Tepatnya di Gedung Dewan Press, Jalan Kebun Sirih. Saya menuju ke lokasi pada jam 8.30 pagi di hari Rabu, 29 Juli 2015 yakni lebih cepat 30 menit sebelum acara dimulai. Ini dimaksudkan agar Saya dapat melihat lokasi didalam gedung yang hampir tiap kali lewat jalan tersebut hanya sekedar lewat saja tanpa pernah masuk kedalamnya. Acaranya yang akan diadakan adalah Seminar dan Peluncuran Buku ” Menegakkan Kedaulatan Telekomunikasi & Penyiaran Di Indonesia” yang dipersembahkan oleh Yayasan TIFA dan PR2Media (Pemantau Regulasi & Regulator Media).

Dari Kiri-Kanan : Bp Riant N, Mahfusz Siddiq, Bp.Rudiantara, Bp Moderator, Bp.Amir Effedi Siregar, Bp Bayu N dan Ibu Rahayu
Dari Kiri-Kanan : Bp Riant N, Mahfusz Siddiq, Bp.Rudiantara, Bp Moderator, Bp.Amir Effedi Siregar, Bp Bayu N dan Ibu Rahayu

Mengisi daftar hadir sebagai blogger yang sudah terdaftar oleh panitia dan melengkapi data-data lainnya serta menandatangani kehadiran.
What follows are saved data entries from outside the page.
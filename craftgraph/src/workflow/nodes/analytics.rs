use async_trait::async_trait;
use chrono::Utc;

use crate::workflow::executor::{ExecutorFault, NodeExecutor};
use crate::workflow::outputs::WorkflowAnalytics;
use crate::workflow::state::WorkflowState;
use crate::workflow::update::StateUpdate;

use super::ANALYTICS;

/// Run statistics as of `state`.
pub fn summarize(state: &WorkflowState) -> WorkflowAnalytics {
    let ingredient_count = state.ingredients.len();
    let mean_confidence = if ingredient_count == 0 {
        0.0
    } else {
        state.ingredients.iter().map(|i| i.confidence()).sum::<f32>() / ingredient_count as f32
    };
    WorkflowAnalytics {
        duration_secs: (Utc::now() - state.started_at).num_seconds().max(0),
        ingredient_count,
        mean_confidence,
        clarification_rounds: state.clarification_rounds,
        choice_regenerations: state.choice_regeneration_count,
        error_count: state.errors.len(),
        placeholder_images: state
            .concept_variants
            .iter()
            .filter(|v| v.image.as_ref().map(|i| i.placeholder).unwrap_or(true))
            .count(),
    }
}

pub struct Analytics;

#[async_trait]
impl NodeExecutor for Analytics {
    fn id(&self) -> &'static str {
        ANALYTICS
    }

    async fn execute(&self, state: &WorkflowState) -> Result<StateUpdate, ExecutorFault> {
        let analytics = summarize(state);
        tracing::info!(
            thread_id = %state.thread_id,
            duration_secs = analytics.duration_secs,
            errors = analytics.error_count,
            placeholders = analytics.placeholder_images,
            "workflow analytics"
        );
        Ok(StateUpdate {
            analytics: Some(analytics),
            ..StateUpdate::new()
        })
    }
}

#[cfg(test)]
mod tests {
    use super::*;
    use crate::workflow::ingredient::{Ingredient, IngredientSource};
    use crate::workflow::state::WorkflowErrorRecord;

    /// **Scenario**: Counts and mean confidence reflect the state.
    #[test]
    fn summarizes_state() {
        let mut s = WorkflowState::new("t", "x");
        s.ingredients = vec![
            Ingredient::named("a", IngredientSource::User, 0.2),
            Ingredient::named("b", IngredientSource::User, 0.6),
        ];
        s.clarification_rounds = 2;
        s.errors.push(WorkflowErrorRecord::recoverable("k", "extract", "m"));
        let a = summarize(&s);
        assert_eq!(a.ingredient_count, 2);
        assert!((a.mean_confidence - 0.4).abs() < 1e-6);
        assert_eq!(a.clarification_rounds, 2);
        assert_eq!(a.error_count, 1);
        assert!(a.duration_secs >= 0);
    }
}
//! Tracing setup for the binary.

use crate::config::Error;

/// Initializes tracing to stderr; if env `LOG_FILE` is set, also to that file (append, no ANSI).
///
/// `RUST_LOG` wins when set; otherwise `warn`, or `info,craftgraph=debug` when `verbose`.
pub fn init_tracing(verbose: bool) -> Result<(), Error> {
    use tracing_subscriber::layer::SubscriberExt;
    use tracing_subscriber::util::SubscriberInitExt;
    use tracing_subscriber::Layer;

    let default_filter = if verbose { "info,craftgraph=debug" } else { "warn" };
    let filter = tracing_subscriber::EnvFilter::try_from_default_env()
        .unwrap_or_else(|_| tracing_subscriber::EnvFilter::new(default_filter));

    let stderr_layer = tracing_subscriber::fmt::layer()
        .with_writer(std::io::stderr)
        .with_filter(filter.clone());

    let registry = tracing_subscriber::registry().with(stderr_layer);

    if let Ok(path) = std::env::var("LOG_FILE") {
        let file = std::fs::OpenOptions::new()
            .create(true)
            .append(true)
            .open(&path)?;
        let file_layer = tracing_subscriber::fmt::layer()
            .with_writer(std::sync::Mutex::new(file))
            .with_ansi(false)
            .with_target(true)
            .with_thread_ids(false)
            .with_file(false)
            .with_line_number(false)
            .with_filter(filter);
        registry.with(file_layer).try_init()?;
        tracing::info!(path = %path, "logging to file");
    } else {
        registry.try_init()?;
    }
    Ok(())
}
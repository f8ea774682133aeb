//! Plain-text rendering of reports and thread status for the terminal.

use std::fmt::Write;

use craftgraph::{ReportStatus, RunReport, StatusView};

pub fn render_report(report: &RunReport) -> String {
    let mut out = String::new();
    let status = match report.status {
        ReportStatus::Started => "started",
        ReportStatus::WaitingForInput => "waiting for input",
        ReportStatus::PhaseComplete => "complete",
        ReportStatus::Error => "error",
    };
    let _ = writeln!(
        out,
        "thread {}: {} (phase {}, node {})",
        report.thread_id, status, report.phase, report.node
    );
    for question in &report.questions {
        let _ = writeln!(out, "  ? {}", question);
    }
    if let Some(message) = &report.message {
        let _ = writeln!(out, "  ! {}", message);
    }
    out
}

pub fn render_status(view: &StatusView) -> String {
    let mut out = String::new();
    let _ = writeln!(
        out,
        "thread {}: phase {}, node {}{}",
        view.thread_id,
        view.phase,
        if view.node.is_empty() { "-" } else { view.node.as_str() },
        if view.running { " (running)" } else { "" }
    );
    if view.needs_user_input {
        for question in &view.user_questions {
            let _ = writeln!(out, "  ? {}", question);
        }
    }
    if let Some(option) = &view.selected_option {
        let _ = writeln!(out, "  selected: {} ({})", option.title, option.id);
    }
    for error in &view.errors {
        let _ = writeln!(
            out,
            "  {} [{}] {}: {}",
            if error.recoverable { "warn" } else { "error" },
            error.node,
            error.kind,
            error.message
        );
    }
    out
}
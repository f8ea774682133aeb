//! Persistence: fragment mirrors and resuming after a restart.

use std::sync::Arc;
use std::time::Duration;

use craftgraph::workflow::{load_goals, load_ingredients, load_package};
use craftgraph::{InMemoryStore, MockGateway, PollOutcome, ReportStatus, Store, TaskType};

use crate::common::{orchestrator_over, BOTTLES_AND_TWINE};

/// **Scenario**: A completed run mirrors ingredients, goals and the package as fragments.
#[tokio::test]
async fn completed_run_writes_fragments() {
    let store: Arc<dyn Store> = Arc::new(InMemoryStore::new());
    let mock = Arc::new(MockGateway::new().push_response(TaskType::Extraction, BOTTLES_AND_TWINE));
    let orch = orchestrator_over(&mock, store.clone());

    orch.start("frag", "bottles and twine").await.unwrap();

    let ingredients = load_ingredients(store.as_ref(), "frag").await.unwrap().unwrap();
    assert_eq!(ingredients.len(), 2);
    assert!(load_goals(store.as_ref(), "frag").await.unwrap().is_some());
    let package = load_package(store.as_ref(), "frag").await.unwrap().unwrap();
    assert_eq!(package.sustainability.items_reused, 2);
}

/// **Scenario**: Restarting a finished thread id clears the previous run's goals and package mirrors.
#[tokio::test]
async fn restarted_thread_drops_previous_outputs() {
    let store: Arc<dyn Store> = Arc::new(InMemoryStore::new());
    let mock = Arc::new(MockGateway::new().push_response(TaskType::Extraction, BOTTLES_AND_TWINE));
    let orch = orchestrator_over(&mock, store.clone());

    let done = orch.start("reuse", "bottles and twine").await.unwrap();
    assert_eq!(done.status, ReportStatus::PhaseComplete);
    assert!(load_package(store.as_ref(), "reuse").await.unwrap().is_some());

    let report = orch.start("reuse", "a bottle").await.unwrap();
    assert_eq!(report.status, ReportStatus::WaitingForInput);
    let state = orch.state("reuse").await.unwrap();
    assert!(state.goals.is_none() && state.final_package.is_none());
    assert!(load_goals(store.as_ref(), "reuse").await.unwrap().is_none());
    assert!(load_package(store.as_ref(), "reuse").await.unwrap().is_none());
    let ingredients = load_ingredients(store.as_ref(), "reuse").await.unwrap().unwrap();
    assert_eq!(ingredients, state.ingredients);
}

/// **Scenario**: A fresh orchestrator over the same store reports and resumes a waiting thread.
#[tokio::test]
async fn new_orchestrator_resumes_saved_thread() {
    let store: Arc<dyn Store> = Arc::new(InMemoryStore::new());
    let first = orchestrator_over(&Arc::new(MockGateway::new()), store.clone());
    first.start("restart", "a bottle").await.unwrap();
    drop(first);

    let second = orchestrator_over(&Arc::new(MockGateway::new()), store);
    match second
        .wait_for_update("restart", Duration::from_millis(1))
        .await
        .unwrap()
    {
        PollOutcome::Update(report) => assert_eq!(report.status, ReportStatus::WaitingForInput),
        PollOutcome::Timeout => panic!("saved thread should report its status"),
    }
    let report = second.resume("restart", "it's tin").await.unwrap();
    assert_eq!(report.status, ReportStatus::WaitingForInput);
    let state = second.state("restart").await.unwrap();
    assert_eq!(state.ingredients[0].material.as_deref(), Some("tin"));
}

/// **Scenario**: A thread survives a restart when checkpoints live in a SQLite file.
#[cfg(feature = "sqlite")]
#[tokio::test]
async fn sqlite_store_survives_restart() {
    use craftgraph::SqliteStore;

    let dir = tempfile::tempdir().unwrap();
    let path = dir.path().join("craft.db");

    {
        let store: Arc<dyn Store> = Arc::new(SqliteStore::new(&path).unwrap());
        let orch = orchestrator_over(&Arc::new(MockGateway::new()), store);
        let report = orch.start("durable", "a bottle").await.unwrap();
        assert_eq!(report.status, ReportStatus::WaitingForInput);
    }

    let store: Arc<dyn Store> = Arc::new(SqliteStore::new(&path).unwrap());
    let orch = orchestrator_over(&Arc::new(MockGateway::new()), store);
    let view = orch.status("durable").await.unwrap();
    assert!(view.needs_user_input);
    assert_eq!(view.user_questions.len(), 1);

    orch.resume("durable", "glass").await.unwrap();
    let state = orch.state("durable").await.unwrap();
    assert_eq!(state.ingredients[0].material.as_deref(), Some("glass"));
}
Selanjutnya pada sisi yang lain Saya menerima dua buah buku dengan judul, Media Terpenjara Bayang-Bayang Pemilik Dalam Pemberitaan Pemilu 2014 dan #Save RRI-TVRI. Selanjutnya masuk ke lokasi yang ternyata hanya baru beberapa orang saja yang hadir. Dan mendekati jam 9.00 saat akan dimulai acara, tampak Menteri Komunikasi Informasi (Menkoinfo), Bapak Rudiantara telah siap hadir tepat waktu dibarengi oleh pembicara yang lainnya seperti Politisi PKS Bapak Mahfusz Siddiq, selaku anggota DPR RI Komisi 1, Bapak Amir Effendi Siregar, selaku team penulis buku tersebut didampingi anggota team yang lainnya yakni Ibu Rahayu, Bapak Bayu Wahyono, Ibu Novi Kurnia dan Bapak E.Wendratama, selanjutnya yang paling terakhir hadir yakni Bapak Riant Nugroho, sebagai Ahli kebijakan publik. Melengkapi acara dimulai di sampaikan pembukaan oleh seorang pembawa acara dan moderator.
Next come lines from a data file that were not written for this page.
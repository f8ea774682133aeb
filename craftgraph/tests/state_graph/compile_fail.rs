//! StateGraph compile failure cases: unknown node, missing entry, conflicting or missing exits.

use std::sync::Arc;

use craftgraph::graph::{END, START};
use craftgraph::{CompilationError, StateGraph};

use crate::common::Step;

/// **Scenario**: A static edge to an unregistered node fails with NodeNotFound.
#[test]
fn compile_fails_when_edge_refers_to_unknown_node() {
    let mut graph = StateGraph::<u32>::new();
    graph.add_node("step", Arc::new(Step::new("step")));
    graph.add_edge(START, "step");
    graph.add_edge("step", "missing");

    match graph.compile() {
        Err(CompilationError::NodeNotFound(id)) => assert_eq!(id, "missing"),
        other => panic!("expected NodeNotFound, got {:?}", other.err()),
    }
}

/// **Scenario**: A path map target that was never added fails with NodeNotFound.
#[test]
fn compile_fails_when_path_map_refers_to_unknown_node() {
    let mut graph = StateGraph::<u32>::new();
    graph.add_node("step", Arc::new(Step::new("step")));
    graph.add_edge(START, "step");
    graph.add_conditional_edges(
        "step",
        |_: &u32| "again".to_string(),
        [("again", "step"), ("away", "nowhere")],
    );

    match graph.compile() {
        Err(CompilationError::NodeNotFound(id)) => assert_eq!(id, "nowhere"),
        other => panic!("expected NodeNotFound, got {:?}", other.err()),
    }
}

/// **Scenario**: A graph without an edge from START has no entry.
#[test]
fn compile_fails_without_start_edge() {
    let mut graph = StateGraph::<u32>::new();
    graph.add_node("step", Arc::new(Step::new("step")));
    graph.add_edge("step", END);

    assert!(matches!(graph.compile(), Err(CompilationError::MissingStart)));
}

/// **Scenario**: Two edges from START make the entry ambiguous.
#[test]
fn compile_fails_with_two_start_edges() {
    let mut graph = StateGraph::<u32>::new();
    graph.add_node("a", Arc::new(Step::new("a")));
    graph.add_node("b", Arc::new(Step::new("b")));
    graph.add_edge(START, "a");
    graph.add_edge(START, "b");
    graph.add_edge("a", END);
    graph.add_edge("b", END);

    assert!(matches!(graph.compile(), Err(CompilationError::MissingStart)));
}

/// **Scenario**: A node with both a static edge and a router has conflicting exits.
#[test]
fn compile_fails_with_edge_and_router_on_same_node() {
    let mut graph = StateGraph::<u32>::new();
    graph.add_node("step", Arc::new(Step::new("step")));
    graph.add_edge(START, "step");
    graph.add_edge("step", END);
    graph.add_conditional_edges("step", |_: &u32| "done".to_string(), [("done", END)]);

    match graph.compile() {
        Err(CompilationError::ConflictingExits(id)) => assert_eq!(id, "step"),
        other => panic!("expected ConflictingExits, got {:?}", other.err()),
    }
}

/// **Scenario**: A registered node that nothing leads out of fails with MissingExit.
#[test]
fn compile_fails_when_node_has_no_exit() {
    let mut graph = StateGraph::<u32>::new();
    graph.add_node("a", Arc::new(Step::new("a")));
    graph.add_node("dangling", Arc::new(Step::new("dangling")));
    graph.add_edge(START, "a");
    graph.add_edge("a", END);

    match graph.compile() {
        Err(CompilationError::MissingExit(id)) => assert_eq!(id, "dangling"),
        other => panic!("expected MissingExit, got {:?}", other.err()),
    }
}

/// **Scenario**: A router with an empty path map is rejected.
#[test]
fn compile_fails_with_empty_path_map() {
    let mut graph = StateGraph::<u32>::new();
    graph.add_node("step", Arc::new(Step::new("step")));
    graph.add_edge(START, "step");
    graph.add_conditional_edges("step", |_: &u32| "x".to_string(), Vec::<(&str, &str)>::new());

    match graph.compile() {
        Err(CompilationError::EmptyPathMap(id)) => assert_eq!(id, "step"),
        other => panic!("expected EmptyPathMap, got {:?}", other.err()),
    }
}

/// **Scenario**: A valid graph compiles and runs to END.
#[tokio::test]
async fn valid_graph_compiles_and_runs() {
    let mut graph = StateGraph::<u32>::new();
    graph.add_node("a", Arc::new(Step::new("a")));
    graph.add_node("b", Arc::new(Step::new("b")));
    graph.add_edge(START, "a");
    graph.add_edge("a", "b");
    graph.add_edge("b", END);

    let compiled = graph.compile().unwrap();
    let outcome = compiled.invoke(0, None).await.unwrap();
    assert_eq!(outcome.state, 2);
    assert!(!outcome.is_interrupted());
}
use std::fmt::Write as _;

use async_trait::async_trait;
use chrono::Utc;

use crate::workflow::executor::{ExecutorFault, NodeExecutor};
use crate::workflow::outputs::{ExportBundle, ProductPackage};
use crate::workflow::state::WorkflowState;
use crate::workflow::update::StateUpdate;

use super::{build_package, slugify, EXPORT};

fn markdown(pkg: &ProductPackage) -> String {
    let mut md = format!("# {}\n\n{}\n\n## Bill of materials\n\n", pkg.title, pkg.summary);
    for item in &pkg.bill_of_materials {
        let _ = writeln!(
            md,
            "- {} x {} ({}){}",
            item.quantity,
            item.item,
            item.material,
            if item.reused { ", reused" } else { "" }
        );
    }
    md.push_str("\n## Instructions\n\n");
    for (i, step) in pkg.instructions.iter().enumerate() {
        let _ = writeln!(md, "{}. {}", i + 1, step);
    }
    let _ = write!(
        md,
        "\n## Sustainability\n\n{} items reused, about {} g kept out of the waste stream.\n",
        pkg.sustainability.items_reused, pkg.sustainability.estimated_waste_diverted_grams
    );
    md
}

/// `export`: serializes the package into a downloadable bundle.
pub struct Export;

#[async_trait]
impl NodeExecutor for Export {
    fn id(&self) -> &'static str {
        EXPORT
    }

    async fn execute(&self, state: &WorkflowState) -> Result<StateUpdate, ExecutorFault> {
        let package = match &state.final_package {
            Some(p) => p.clone(),
            None => build_package(state),
        };
        let short_id: String = state.thread_id.chars().take(8).collect();
        let bundle = ExportBundle {
            filename: format!("{}-{}.json", slugify(&package.title), short_id),
            format: "json".to_string(),
            document: serde_json::to_string_pretty(&package)?,
            markdown: markdown(&package),
            created_at: Utc::now(),
        };
        tracing::debug!(filename = %bundle.filename, "export bundle ready");
        Ok(StateUpdate {
            export: Some(bundle),
            ..StateUpdate::new()
        })
    }
}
Ketua PR2Media, Bp.Amir Effendi Siregar
Ketua PR2Media, Bp.Amir Effendi Siregar

Pada kesempatan tersebut panitia membagikan beberapa lembar Rilis Pers sebagai kelengkapan dalam seminar tersebut agar para hadirin dapat melengkapi kesimpulan dari pembahasan mengenai Kedaulatan Telekomunikasi dan Penyiaran, yang dilakukan oleh PR2Media (Pemantau Regulasi dan Regulator Media) dengan Ketua Bapak Amir Effendi Siregar.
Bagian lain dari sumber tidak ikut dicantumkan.